Provided data:
--- START ---

//! [`Log`] notifier.

use common::operations::Notify;
use tracerr::Traced;

use super::{Error, Event, Notifier};

/// [`Notifier`] writing [`Event`]s into the log instead of delivering them.
#[derive(Clone, Copy, Debug, Default)]
pub struct Log;

impl Notifier<Notify<Event>> for Log {
    type Ok = ();
    type Err = Traced<Error>;

    async fn execute(
        &self,
        Notify(event): Notify<Event>,
    ) -> Result<Self::Ok, Self::Err> {
        let booking = event.booking();
        match &event {
            Event::BookingConfirmed(_) => tracing::info!(
                booking.id = %booking.id,
                customer.id = %booking.customer_id,
                room.id = %booking.room_id,
                check_in = %booking.stay.check_in(),
                check_out = %booking.stay.check_out(),
                total_price = %booking.total_price,
                "booking confirmed",
            ),
            Event::BookingCancelled(_) => tracing::info!(
                booking.id = %booking.id,
                customer.id = %booking.customer_id,
                "booking cancelled",
            ),
            Event::BookingStatusUpdated { from, .. } => tracing::info!(
                booking.id = %booking.id,
                customer.id = %booking.customer_id,
                from = %from,
                to = %booking.status,
                "booking status updated",
            ),
        }
        Ok(())
    }
}
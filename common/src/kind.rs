//! Closed enumerations of kinds, e.g. booking statuses or currencies.

/// Defines a kind enum.
///
/// The enum is rendered and parsed in `SCREAMING_SNAKE_CASE`, and stored as a
/// `SMALLINT` discriminant in Postgres.
///
/// # Example
///
/// ```rust
/// # use common::define_kind;
/// define_kind! {
///     #[doc = "Kind of a bed."]
///     enum Bed {
///         #[doc = "Bed for a single guest."]
///         Single = 1,
///
///         #[doc = "Bed for two guests."]
///         KingSize = 2,
///     }
/// }
///
/// assert_eq!(Bed::KingSize.u8(), 2);
/// assert_eq!(Bed::from_u8(1), Some(Bed::Single));
/// assert_eq!(Bed::KingSize.to_string(), "KING_SIZE");
/// assert_eq!("SINGLE".parse::<Bed>().ok(), Some(Bed::Single));
/// ```
#[expect(clippy::module_name_repetitions, reason = "more readable")]
#[macro_export]
macro_rules! define_kind {
    (
        #[doc = $doc:literal]
        enum $name:ident {
            $(
                #[doc = $variant_doc:literal]
                $variant:ident = $value:literal
            ),* $(,)?
        }
    ) => {
        #[derive(
            Clone,
            Copy,
            Debug,
            $crate::private::strum::Display,
            $crate::private::strum::EnumString,
            Eq,
            Hash,
            PartialEq,
        )]
        #[cfg_attr(
            feature = "serde",
            derive(
                $crate::private::serde::Deserialize,
                $crate::private::serde::Serialize,
            ),
            serde(rename_all = "SCREAMING_SNAKE_CASE"),
        )]
        #[doc = $doc]
        #[repr(u8)]
        #[strum(serialize_all = "SCREAMING_SNAKE_CASE")]
        pub enum $name {
            $(
                #[doc = $variant_doc]
                $variant = $value,
            )*
        }

        impl $name {
            /// All the variants, ordered by their discriminants.
            pub const ALL: &'static [Self] = &[$(Self::$variant),*];

            /// Returns the discriminant of this kind.
            #[must_use]
            pub const fn u8(self) -> u8 {
                self as u8
            }

            /// Looks up a kind by its discriminant.
            #[must_use]
            pub fn from_u8(discriminant: u8) -> Option<Self> {
                Self::ALL.iter().copied().find(|k| k.u8() == discriminant)
            }
        }

        #[cfg(feature = "postgres")]
        impl<'a> $crate::private::postgres_types::FromSql<'a> for $name {
            $crate::private::postgres_types::accepts!(INT2);

            fn from_sql(
                ty: &$crate::private::postgres_types::Type,
                raw: &'a [u8],
            ) -> Result<Self, $crate::private::BoxError> {
                let stored = <i16 as $crate::private::postgres_types::FromSql>
                    ::from_sql(ty, raw)?;
                u8::try_from(stored)
                    .ok()
                    .and_then(Self::from_u8)
                    .ok_or_else(|| {
                        ::std::format!(
                            "unknown `{}` discriminant: {stored}",
                            ::core::stringify!($name),
                        )
                        .into()
                    })
            }
        }

        #[cfg(feature = "postgres")]
        impl $crate::private::postgres_types::ToSql for $name {
            $crate::private::postgres_types::accepts!(INT2);
            $crate::private::postgres_types::to_sql_checked!();

            fn to_sql(
                &self,
                ty: &$crate::private::postgres_types::Type,
                w: &mut $crate::private::postgres_types::private::BytesMut,
            ) -> Result<
                $crate::private::postgres_types::IsNull,
                $crate::private::BoxError,
            > {
                $crate::private::postgres_types::ToSql::to_sql(
                    &i16::from(self.u8()),
                    ty,
                    w,
                )
            }
        }
    };
}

--- END ---

Your goal: Print each line of the data exactly as it was written.

Answer to this problem:
//! [`Log`] notifier.

use common::operations::Notify;
use tracerr::Traced;

use super::{Error, Event, Notifier};

/// [`Notifier`] writing [`Event`]s into the log instead of delivering them.
#[derive(Clone, Copy, Debug, Default)]
pub struct Log;

impl Notifier<Notify<Event>> for Log {
    type Ok = ();
    type Err = Traced<Error>;

    async fn execute(
        &self,
        Notify(event): Notify<Event>,
    ) -> Result<Self::Ok, Self::Err> {
        let booking = event.booking();
        match &event {
            Event::BookingConfirmed(_) => tracing::info!(
                booking.id = %booking.id,
                customer.id = %booking.customer_id,
                room.id = %booking.room_id,
                check_in = %booking.stay.check_in(),
                check_out = %booking.stay.check_out(),
                total_price = %booking.total_price,
                "booking confirmed",
            ),
            Event::BookingCancelled(_) => tracing::info!(
                booking.id = %booking.id,
                customer.id = %booking.customer_id,
                "booking cancelled",
            ),
            Event::BookingStatusUpdated { from, .. } => tracing::info!(
                booking.id = %booking.id,
                customer.id = %booking.customer_id,
                from = %from,
                to = %booking.status,
                "booking status updated",
            ),
        }
        Ok(())
    }
}
filename common/src/kind.rs
//! Closed enumerations of kinds, e.g. booking statuses or currencies.

/// Defines a kind enum.
///
/// The enum is rendered and parsed in `SCREAMING_SNAKE_CASE`, and stored as a
/// `SMALLINT` discriminant in Postgres.
///
/// # Example
///
/// ```rust
/// # use common::define_kind;
/// define_kind! {
///     #[doc = "Kind of a bed."]
///     enum Bed {
///         #[doc = "Bed for a single guest."]
///         Single = 1,
///
///         #[doc = "Bed for two guests."]
///         KingSize = 2,
///     }
/// }
///
/// assert_eq!(Bed::KingSize.u8(), 2);
/// assert_eq!(Bed::from_u8(1), Some(Bed::Single));
/// assert_eq!(Bed::KingSize.to_string(), "KING_SIZE");
/// assert_eq!("SINGLE".parse::<Bed>().ok(), Some(Bed::Single));
/// ```
#[expect(clippy::module_name_repetitions, reason = "more readable")]
#[macro_export]
macro_rules! define_kind {
    (
        #[doc = $doc:literal]
        enum $name:ident {
            $(
                #[doc = $variant_doc:literal]
                $variant:ident = $value:literal
            ),* $(,)?
        }
    ) => {
        #[derive(
            Clone,
            Copy,
            Debug,
            $crate::private::strum::Display,
            $crate::private::strum::EnumString,
            Eq,
            Hash,
            PartialEq,
        )]
        #[cfg_attr(
            feature = "serde",
            derive(
                $crate::private::serde::Deserialize,
                $crate::private::serde::Serialize,
            ),
            serde(rename_all = "SCREAMING_SNAKE_CASE"),
        )]
        #[doc = $doc]
        #[repr(u8)]
        #[strum(serialize_all = "SCREAMING_SNAKE_CASE")]
        pub enum $name {
            $(
                #[doc = $variant_doc]
                $variant = $value,
            )*
        }

        impl $name {
            /// All the variants, ordered by their discriminants.
            pub const ALL: &'static [Self] = &[$(Self::$variant),*];

            /// Returns the discriminant of this kind.
            #[must_use]
            pub const fn u8(self) -> u8 {
                self as u8
            }

            /// Looks up a kind by its discriminant.
            #[must_use]
            pub fn from_u8(discriminant: u8) -> Option<Self> {
                Self::ALL.iter().copied().find(|k| k.u8() == discriminant)
            }
        }

        #[cfg(feature = "postgres")]
        impl<'a> $crate::private::postgres_types::FromSql<'a> for $name {
            $crate::private::postgres_types::accepts!(INT2);

            fn from_sql(
                ty: &$crate::private::postgres_types::Type,
                raw: &'a [u8],
            ) -> Result<Self, $crate::private::BoxError> {
                let stored = <i16 as $crate::private::postgres_types::FromSql>
                    ::from_sql(ty, raw)?;
                u8::try_from(stored)
                    .ok()
                    .and_then(Self::from_u8)
                    .ok_or_else(|| {
                        ::std::format!(
                            "unknown `{}` discriminant: {stored}",
                            ::core::stringify!($name),
                        )
                        .into()
                    })
            }
        }

        #[cfg(feature = "postgres")]
        impl $crate::private::postgres_types::ToSql for $name {
            $crate::private::postgres_types::accepts!(INT2);
            $crate::private::postgres_types::to_sql_checked!();

            fn to_sql(
                &self,
                ty: &$crate::private::postgres_types::Type,
                w: &mut $crate::private::postgres_types::private::BytesMut,
            ) -> Result<
                $crate::private::postgres_types::IsNull,
                $crate::private::BoxError,
            > {
                $crate::private::postgres_types::ToSql::to_sql(
                    &i16::from(self.u8()),
                    ty,
                    w,
                )
            }
        }
    };
}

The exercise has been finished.